Could you highlight some developments you believe are noteworthy?
We’ve become the number one provider of all things flash storage and can now support all our customers’ storage needs, not limited to a product or category. This year, we are the largest investor in data storage from an R&D standpoint. We’ll probably ship as much flash storage as all of our competitors combined, while also growing faster than any other player. Customers need to consider architecting their IT environment differently. For the last 30 years, IT environments have been designed around applications. For agents to be valuable, they need data from different applications.
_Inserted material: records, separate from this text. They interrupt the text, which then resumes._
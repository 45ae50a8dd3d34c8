use crate::order::execution_order;
use crate::registry::NodeRegistry;
use crate::step::{MockStepExecutor, StepContext, StepExecutor};
use canvascore::{
    CanvasError, EdgeId, EventBus, ExecutionEvent, ExecutionId, ExecutionStatus, NodeError, NodeId,
    WorkflowError, WorkflowGraph,
};
use chrono::Utc;
use serde::{Deserialize, Serialize};
use std::sync::Arc;
use tokio::time::{timeout, Duration, Instant};
use tokio_util::sync::CancellationToken;

/// What a run does after a node fails
#[derive(Debug, Clone, Copy, Default, PartialEq, Eq, Serialize, Deserialize)]
pub enum ErrorHandling {
    #[default]
    StopWorkflow,
    ContinueOnError,
}

/// What a run does with nodes that no root can reach because of a cycle
#[derive(Debug, Clone, Copy, Default, PartialEq, Eq, Serialize, Deserialize)]
pub enum CyclePolicy {
    /// Run everything reachable and report the rest as skipped
    #[default]
    Skip,
    /// Refuse to start
    Reject,
}

/// Configuration for simulated runs
#[derive(Debug, Clone, Serialize, Deserialize)]
pub struct SimulatorConfig {
    pub min_delay_ms: u64,
    pub max_delay_ms: u64,
    pub step_timeout_ms: Option<u64>,
    pub on_error: ErrorHandling,
    pub on_cycle: CyclePolicy,
    pub event_buffer_size: usize,
}

impl Default for SimulatorConfig {
    fn default() -> Self {
        Self {
            min_delay_ms: 300,
            max_delay_ms: 800,
            step_timeout_ms: None,
            on_error: ErrorHandling::StopWorkflow,
            on_cycle: CyclePolicy::Skip,
            event_buffer_size: 1000,
        }
    }
}

/// Outcome of one run over the canvas
#[derive(Debug, Clone, PartialEq, Serialize)]
pub struct RunSummary {
    pub execution_id: ExecutionId,
    /// Nodes that finished successfully, in the order they ran
    pub executed: Vec<NodeId>,
    pub failed: Vec<NodeId>,
    /// Nodes that never ran: blocked by a cycle, or left over after a stop or cancel
    pub skipped: Vec<NodeId>,
    pub cancelled: bool,
    pub duration_ms: u64,
}

impl RunSummary {
    pub fn success(&self) -> bool {
        self.failed.is_empty() && !self.cancelled
    }
}

/// Walks a canvas graph in topological order, one node at a time,
/// writing status and outputs back into the nodes as it goes.
pub struct ExecutionSimulator {
    registry: Arc<NodeRegistry>,
    executor: Arc<dyn StepExecutor>,
    config: SimulatorConfig,
}

impl ExecutionSimulator {
    /// Simulator backed by [`MockStepExecutor`] with the configured latency
    pub fn new(registry: Arc<NodeRegistry>, config: SimulatorConfig) -> Self {
        let executor = Arc::new(MockStepExecutor::new(config.min_delay_ms, config.max_delay_ms));
        Self::with_executor(registry, executor, config)
    }

    pub fn with_executor(
        registry: Arc<NodeRegistry>,
        executor: Arc<dyn StepExecutor>,
        config: SimulatorConfig,
    ) -> Self {
        Self {
            registry,
            executor,
            config,
        }
    }

    pub fn config(&self) -> &SimulatorConfig {
        &self.config
    }

    /// Run every node reachable from a root.
    ///
    /// Root nodes receive `input`; every other node receives its direct
    /// predecessors' outputs merged into one object.
    pub async fn run(
        &self,
        graph: &mut WorkflowGraph,
        event_bus: &EventBus,
        input: serde_json::Value,
        cancellation: CancellationToken,
    ) -> Result<RunSummary, CanvasError> {
        let plan = execution_order(graph);
        if !plan.is_complete() {
            match self.config.on_cycle {
                CyclePolicy::Reject => {
                    return Err(WorkflowError::CyclicDependency(plan.blocked).into());
                }
                CyclePolicy::Skip => {
                    tracing::warn!(
                        "{} node(s) are blocked by a cycle and will not run: {:?}",
                        plan.blocked.len(),
                        plan.blocked
                    );
                }
            }
        }

        let execution_id = ExecutionId::new_v4();
        let start_time = Instant::now();

        graph.reset_execution();

        tracing::info!("Starting run {} over {} node(s)", execution_id, plan.order.len());
        event_bus.emit(ExecutionEvent::RunStarted {
            execution_id,
            queued: plan.order.clone(),
            timestamp: Utc::now(),
        });
        for node_id in &plan.order {
            set_status(graph, event_bus, execution_id, node_id, ExecutionStatus::Queued);
        }

        let mut summary = RunSummary {
            execution_id,
            executed: Vec::new(),
            failed: Vec::new(),
            skipped: Vec::new(),
            cancelled: false,
            duration_ms: 0,
        };
        self.release(graph, event_bus, execution_id, &plan.blocked, "blocked by a cycle", &mut summary);

        for (position, node_id) in plan.order.iter().enumerate() {
            if cancellation.is_cancelled() {
                summary.cancelled = true;
                self.release(graph, event_bus, execution_id, &plan.order[position..], "run cancelled", &mut summary);
                break;
            }

            match self
                .run_step(graph, event_bus, execution_id, node_id, &input, &cancellation)
                .await
            {
                Ok(()) => summary.executed.push(node_id.clone()),
                Err(error) => {
                    summary.failed.push(node_id.clone());
                    let rest = &plan.order[position + 1..];
                    if error == NodeError::Cancelled {
                        summary.cancelled = true;
                        self.release(graph, event_bus, execution_id, rest, "run cancelled", &mut summary);
                        break;
                    }
                    if self.config.on_error == ErrorHandling::StopWorkflow {
                        self.release(graph, event_bus, execution_id, rest, "run stopped after a failure", &mut summary);
                        break;
                    }
                }
            }
        }

        summary.duration_ms = start_time.elapsed().as_millis() as u64;
        event_bus.emit(ExecutionEvent::RunCompleted {
            execution_id,
            success: summary.success(),
            cancelled: summary.cancelled,
            duration_ms: summary.duration_ms,
            timestamp: Utc::now(),
        });
        tracing::info!(
            "Run {} finished: {} ok, {} failed, {} skipped in {}ms",
            execution_id,
            summary.executed.len(),
            summary.failed.len(),
            summary.skipped.len(),
            summary.duration_ms
        );

        Ok(summary)
    }

    async fn run_step(
        &self,
        graph: &mut WorkflowGraph,
        event_bus: &EventBus,
        execution_id: ExecutionId,
        node_id: &str,
        initial_input: &serde_json::Value,
        cancellation: &CancellationToken,
    ) -> Result<(), NodeError> {
        let input = merge_inputs(graph, node_id, initial_input);
        let incoming: Vec<EdgeId> = graph.incoming(node_id).map(|e| e.id.clone()).collect();

        let Some(node) = graph.node_mut(node_id) else {
            return Err(NodeError::ExecutionFailed(format!("node {} is not on the canvas", node_id)));
        };
        node.data.last_input = Some(input.clone());

        let node_type = node.node_type.clone();
        let ctx = StepContext {
            node_id: node_id.to_string(),
            node_type: node_type.clone(),
            config: node.data.config.clone(),
            input,
            definition: self.registry.get(&node_type).cloned(),
            events: event_bus.create_emitter(execution_id, node_id.to_string()),
            cancellation: cancellation.child_token(),
        };

        set_status(graph, event_bus, execution_id, node_id, ExecutionStatus::Running);
        event_bus.emit(ExecutionEvent::NodeStarted {
            execution_id,
            node_id: node_id.to_string(),
            node_type,
            timestamp: Utc::now(),
        });
        set_edges_active(graph, event_bus, execution_id, &incoming, true);

        let start = Instant::now();
        let result = self.execute_step(ctx, cancellation).await;
        let duration_ms = start.elapsed().as_millis() as u64;

        set_edges_active(graph, event_bus, execution_id, &incoming, false);

        let Some(node) = graph.node_mut(node_id) else {
            return Err(NodeError::ExecutionFailed(format!("node {} is not on the canvas", node_id)));
        };
        match result {
            Ok(output) => {
                tracing::info!("Node {} completed in {}ms", node_id, duration_ms);
                node.data.last_output = Some(output.clone());
                set_status(graph, event_bus, execution_id, node_id, ExecutionStatus::Success);
                event_bus.emit(ExecutionEvent::NodeCompleted {
                    execution_id,
                    node_id: node_id.to_string(),
                    output,
                    duration_ms,
                    timestamp: Utc::now(),
                });
                Ok(())
            }
            Err(error) => {
                tracing::error!("Node {} failed: {}", node_id, error);
                node.data.last_error = Some(error.to_string());
                set_status(graph, event_bus, execution_id, node_id, ExecutionStatus::Error);
                event_bus.emit(ExecutionEvent::NodeFailed {
                    execution_id,
                    node_id: node_id.to_string(),
                    error: error.to_string(),
                    timestamp: Utc::now(),
                });
                Err(error)
            }
        }
    }

    async fn execute_step(
        &self,
        ctx: StepContext,
        cancellation: &CancellationToken,
    ) -> Result<serde_json::Value, NodeError> {
        let step = async {
            match self.config.step_timeout_ms {
                Some(millis) => timeout(Duration::from_millis(millis), self.executor.execute(ctx))
                    .await
                    .unwrap_or(Err(NodeError::Timeout { millis })),
                None => self.executor.execute(ctx).await,
            }
        };

        tokio::select! {
            biased;
            _ = cancellation.cancelled() => Err(NodeError::Cancelled),
            result = step => result,
        }
    }

    /// Return queued nodes to idle and record them as skipped
    fn release(
        &self,
        graph: &mut WorkflowGraph,
        event_bus: &EventBus,
        execution_id: ExecutionId,
        node_ids: &[NodeId],
        reason: &str,
        summary: &mut RunSummary,
    ) {
        for node_id in node_ids {
            if let Some(node) = graph.node_mut(node_id) {
                node.data.status = ExecutionStatus::Idle;
            }
            event_bus.emit(ExecutionEvent::NodeSkipped {
                execution_id,
                node_id: node_id.clone(),
                status: ExecutionStatus::Idle,
                reason: reason.to_string(),
                timestamp: Utc::now(),
            });
            summary.skipped.push(node_id.clone());
        }
    }
}

fn set_status(
    graph: &mut WorkflowGraph,
    event_bus: &EventBus,
    execution_id: ExecutionId,
    node_id: &str,
    status: ExecutionStatus,
) {
    if let Some(node) = graph.node_mut(node_id) {
        node.data.status = status;
        event_bus.emit(ExecutionEvent::NodeStatus {
            execution_id,
            node_id: node_id.to_string(),
            status,
            timestamp: Utc::now(),
        });
    }
}

fn set_edges_active(
    graph: &mut WorkflowGraph,
    event_bus: &EventBus,
    execution_id: ExecutionId,
    edge_ids: &[EdgeId],
    active: bool,
) {
    for edge_id in edge_ids {
        if let Some(edge) = graph.edge_mut(edge_id) {
            edge.animated = active;
            event_bus.emit(ExecutionEvent::EdgeActivity {
                execution_id,
                edge_id: edge_id.clone(),
                active,
                timestamp: Utc::now(),
            });
        }
    }
}

/// Shallow-merge the last outputs of a node's direct predecessors.
///
/// Object outputs are merged key by key in edge order, later predecessors
/// winning; any other output is stored under the predecessor's id. Nodes
/// without predecessors get the run's initial input.
pub fn merge_inputs(
    graph: &WorkflowGraph,
    node_id: &str,
    initial_input: &serde_json::Value,
) -> serde_json::Value {
    let predecessors = graph.predecessors(node_id);
    if predecessors.is_empty() {
        return initial_input.clone();
    }

    let mut merged = serde_json::Map::new();
    for predecessor in predecessors {
        let Some(output) = graph
            .node(&predecessor)
            .and_then(|n| n.data.last_output.as_ref())
        else {
            continue;
        };
        match output {
            serde_json::Value::Object(fields) => {
                merged.extend(fields.iter().map(|(k, v)| (k.clone(), v.clone())));
            }
            other => {
                merged.insert(predecessor, other.clone());
            }
        }
    }
    serde_json::Value::Object(merged)
}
AI has exposed that it’s impossible to share data with many vendors. We’re introducing a new type of data architecture. With data primacy, as opposed to applications, the data is at the centre. The company now defines the environment, because they define the data. After all, context matters. The other capability we’re introducing is the ability to extract that understanding and embed it with the data, so the data is self-describing.
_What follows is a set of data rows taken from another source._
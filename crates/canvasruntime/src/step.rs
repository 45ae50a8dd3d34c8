use crate::registry::NodeDefinition;
use async_trait::async_trait;
use canvascore::{Config, EventEmitter, NodeError, NodeId};
use rand::Rng;
use std::collections::HashSet;
use std::sync::Arc;
use tokio::time::{sleep, Duration};
use tokio_util::sync::CancellationToken;

/// Everything a step sees about the node it runs
#[derive(Clone)]
pub struct StepContext {
    pub node_id: NodeId,
    pub node_type: String,
    pub config: Config,
    /// Merged outputs of the node's direct predecessors
    pub input: serde_json::Value,
    /// Catalogue entry, when the node's type is registered
    pub definition: Option<Arc<NodeDefinition>>,
    pub events: EventEmitter,
    pub cancellation: CancellationToken,
}

/// Runs one node of a canvas graph
#[async_trait]
pub trait StepExecutor: Send + Sync {
    async fn execute(&self, ctx: StepContext) -> Result<serde_json::Value, NodeError>;
}

/// Output used for node types without a mock payload
pub fn fallback_output() -> serde_json::Value {
    serde_json::json!({ "result": "ok" })
}

/// Simulated step: waits a random latency, then answers with the node's mock output.
///
/// Failures can be injected per node id or per node type.
#[derive(Debug, Clone)]
pub struct MockStepExecutor {
    min_delay_ms: u64,
    max_delay_ms: u64,
    failing_nodes: HashSet<NodeId>,
    failing_types: HashSet<String>,
}

impl MockStepExecutor {
    pub fn new(min_delay_ms: u64, max_delay_ms: u64) -> Self {
        Self {
            min_delay_ms: min_delay_ms.min(max_delay_ms),
            max_delay_ms: max_delay_ms.max(min_delay_ms),
            failing_nodes: HashSet::new(),
            failing_types: HashSet::new(),
        }
    }

    /// No latency at all
    pub fn instant() -> Self {
        Self::new(0, 0)
    }

    pub fn fail_node(mut self, node_id: impl Into<NodeId>) -> Self {
        self.failing_nodes.insert(node_id.into());
        self
    }

    pub fn fail_type(mut self, node_type: impl Into<String>) -> Self {
        self.failing_types.insert(node_type.into());
        self
    }

    fn delay(&self) -> Duration {
        let millis = if self.max_delay_ms == self.min_delay_ms {
            self.min_delay_ms
        } else {
            rand::rng().random_range(self.min_delay_ms..=self.max_delay_ms)
        };
        Duration::from_millis(millis)
    }
}

impl Default for MockStepExecutor {
    fn default() -> Self {
        Self::new(300, 800)
    }
}

#[async_trait]
impl StepExecutor for MockStepExecutor {
    async fn execute(&self, ctx: StepContext) -> Result<serde_json::Value, NodeError> {
        let delay = self.delay();
        ctx.events
            .info(format!("Simulating {} for {}ms", ctx.node_type, delay.as_millis()));

        tokio::select! {
            _ = sleep(delay) => {}
            _ = ctx.cancellation.cancelled() => return Err(NodeError::Cancelled),
        }

        if self.failing_nodes.contains(&ctx.node_id) || self.failing_types.contains(&ctx.node_type) {
            return Err(NodeError::ExecutionFailed(format!(
                "simulated failure in {}",
                ctx.node_id
            )));
        }

        Ok(ctx
            .definition
            .as_ref()
            .and_then(|d| d.mock_output.clone())
            .unwrap_or_else(fallback_output))
    }
}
We want the enterprise to have shared context, which gives it the optionality between the vendors they use to process it and the workflow. Because today, the data is stuck with the vendor, and not the customer.
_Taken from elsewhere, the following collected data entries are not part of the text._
//! Built-in node catalogue
//!
//! Definitions for the node types the canvas offers out of the box, and
//! the table of which types may connect into which.

mod actions;
mod agents;
mod logic;
mod output;
mod triggers;

pub use actions::{action, tool, transform};
pub use agents::{agent, llm};
pub use logic::{condition, guardrail, hitl};
pub use output::output;
pub use triggers::{schedule, trigger, webhook};

use canvasruntime::{NodeDefinition, NodeRegistry};

/// Every built-in definition, in palette order
pub fn definitions() -> Vec<NodeDefinition> {
    vec![
        trigger(),
        webhook(),
        schedule(),
        agent(),
        llm(),
        condition(),
        hitl(),
        guardrail(),
        action(),
        tool(),
        transform(),
        output(),
    ]
}

/// Allowed connections, source type → target types.
///
/// Directional: nothing connects into a trigger and `output` ends a branch.
pub const CONNECTION_RULES: &[(&str, &[&str])] = &[
    ("trigger", &["agent", "llm", "condition", "hitl", "guardrail", "action", "tool", "transform"]),
    ("webhook", &["agent", "llm", "condition", "hitl", "guardrail", "action", "tool", "transform"]),
    ("schedule", &["agent", "llm", "condition", "hitl", "guardrail", "action", "tool", "transform"]),
    ("agent", &["agent", "llm", "condition", "hitl", "guardrail", "action", "tool", "transform", "output"]),
    ("llm", &["agent", "llm", "condition", "hitl", "guardrail", "action", "tool", "transform", "output"]),
    ("condition", &["agent", "llm", "condition", "hitl", "guardrail", "action", "tool", "transform", "output"]),
    ("hitl", &["agent", "llm", "condition", "action", "tool", "transform", "output"]),
    ("guardrail", &["agent", "llm", "hitl", "action", "tool", "transform", "output"]),
    ("action", &["agent", "llm", "condition", "hitl", "action", "transform", "output"]),
    ("tool", &["agent", "llm", "condition", "action", "transform", "output"]),
    ("transform", &["agent", "llm", "condition", "hitl", "guardrail", "action", "tool", "transform", "output"]),
    ("output", &[]),
];

/// Register all built-in node types and their connection rules
pub fn register_all(registry: &mut NodeRegistry) {
    for definition in definitions() {
        registry.register(definition);
    }
    for (source, targets) in CONNECTION_RULES {
        registry.allow_connections(source, targets.iter().copied());
    }
}

/// Registry holding only the built-in catalogue
pub fn default_registry() -> NodeRegistry {
    let mut registry = NodeRegistry::new();
    register_all(&mut registry);
    registry
}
As you expanding beyond hardware into data management and software, how significant is the revenue contribution from the latter?
It’s still early. Data storage is currently over 90 per cent of our revenue. But if we do a good job of saving our customers’ time, effort, money, and helping them drive their business, we’ll be rewarded. To some extent, this allows customers to have fewer copies of their data, which is better from a labour standpoint since they don’t require as much equipment. More importantly, it reduces their attack surface from a cyber standpoint. If the customers can make better use of their data, we’ll benefit too.
To what extent is the rapid adoption of AI serving as a growth catalyst for Everpure?
There’s no question about it. I believe this new model will cause customers to repatriate their data onto their own premises, because they have to get control of it. This will also benefit us because a lot of it is about data sovereignty, which is often discussed from a geographical standpoint, but also works for corporations since they want to control their data, rather than their application providers being in charge.
How significant is India to Everpure’s global growth strategy?
It’s one of the highest growth areas. We came into India rather late, about 8-10 years ago. Once we started investing in India, from an R&D and sales standpoint, about five years ago, it has grown substantially. Part of the reason is that we were flash only and by far the most expensive then. That’s why it took us longer to enter the market. Indian buyers at that time were much more price sensitive, but this has evolved a lot.
The AI boom is creating massive infrastructure demands, particularly around power and water usage. What is the opportunity for Everpure?
It’s huge. We’re beginning to sell to hyperscalers. Typically, we sell about 6-8 exabytes a year to our enterprise customers. We will sell many times that to the hyperscale customers because 90 per cent of their storage is hard disk. We are less than one-tenth of the power space of a hard disk. It’s incredibly dense and highly efficient storage. Last year, flash had almost the same total cost of ownership as a hard disk, which had been cheaper. This year, however, all the costs have gone up. While we’re better than SSDs, it may take a few more years before we can replace hard disks from a price-performance standpoint.
What are the long-term cost advantages of flash storage compared with traditional storage technologies? What is the rate of adoption?
It’s a lot more reliable and lasts two to three times as long. Hard disks wear out after about five years. We last over 10 years. If hard disks fail at 2-3 per cent a year, we fail at 0.1 per cent a year, or about 25 times less often. It also consumes lower power and space, and that’s not even including the data reduction that we can do.
Today, enterprises are about 55 to 60 per cent flash. Hard disk is now a minority, even though prices are higher now because of the supply chain shortage. The basic costs are lower. So, when the shortage is over, flash prices will be lower than a hard disk. But in cost-sensitive countries like India, there may be a higher proportion of hard disks.
Generally, we consume less than 10 per cent of the floor space than with a hard disk. Compared to our competitors, who use SSDs, we’re usually less than one. AI will be all flash, there’s no question, since a hard disk is just not fast enough for AI.
How has enterprise adoption of flash storage evolved in India?
Tremendously — not just because of the economics, but because it is simpler to operate. Our systems have higher reliability because of modern software. Reliability becomes a cost issue for customers because when their systems are down, they lose revenue. We fail much less often.
As demand for flash storage and AI infrastructure grows, are you hiring more to keep pace?
I never understand companies that think AI will take over their jobs. If you’re growing, you need more people. AI might reduce costs and allow you to do things faster, but it won’t come up with new ways of doing them. We continue to hire and are growing as a company. As we create new areas, we need smart people who understand that environment and can innovate.
The correspondent was in Las Vegas at the invitation of Everpure.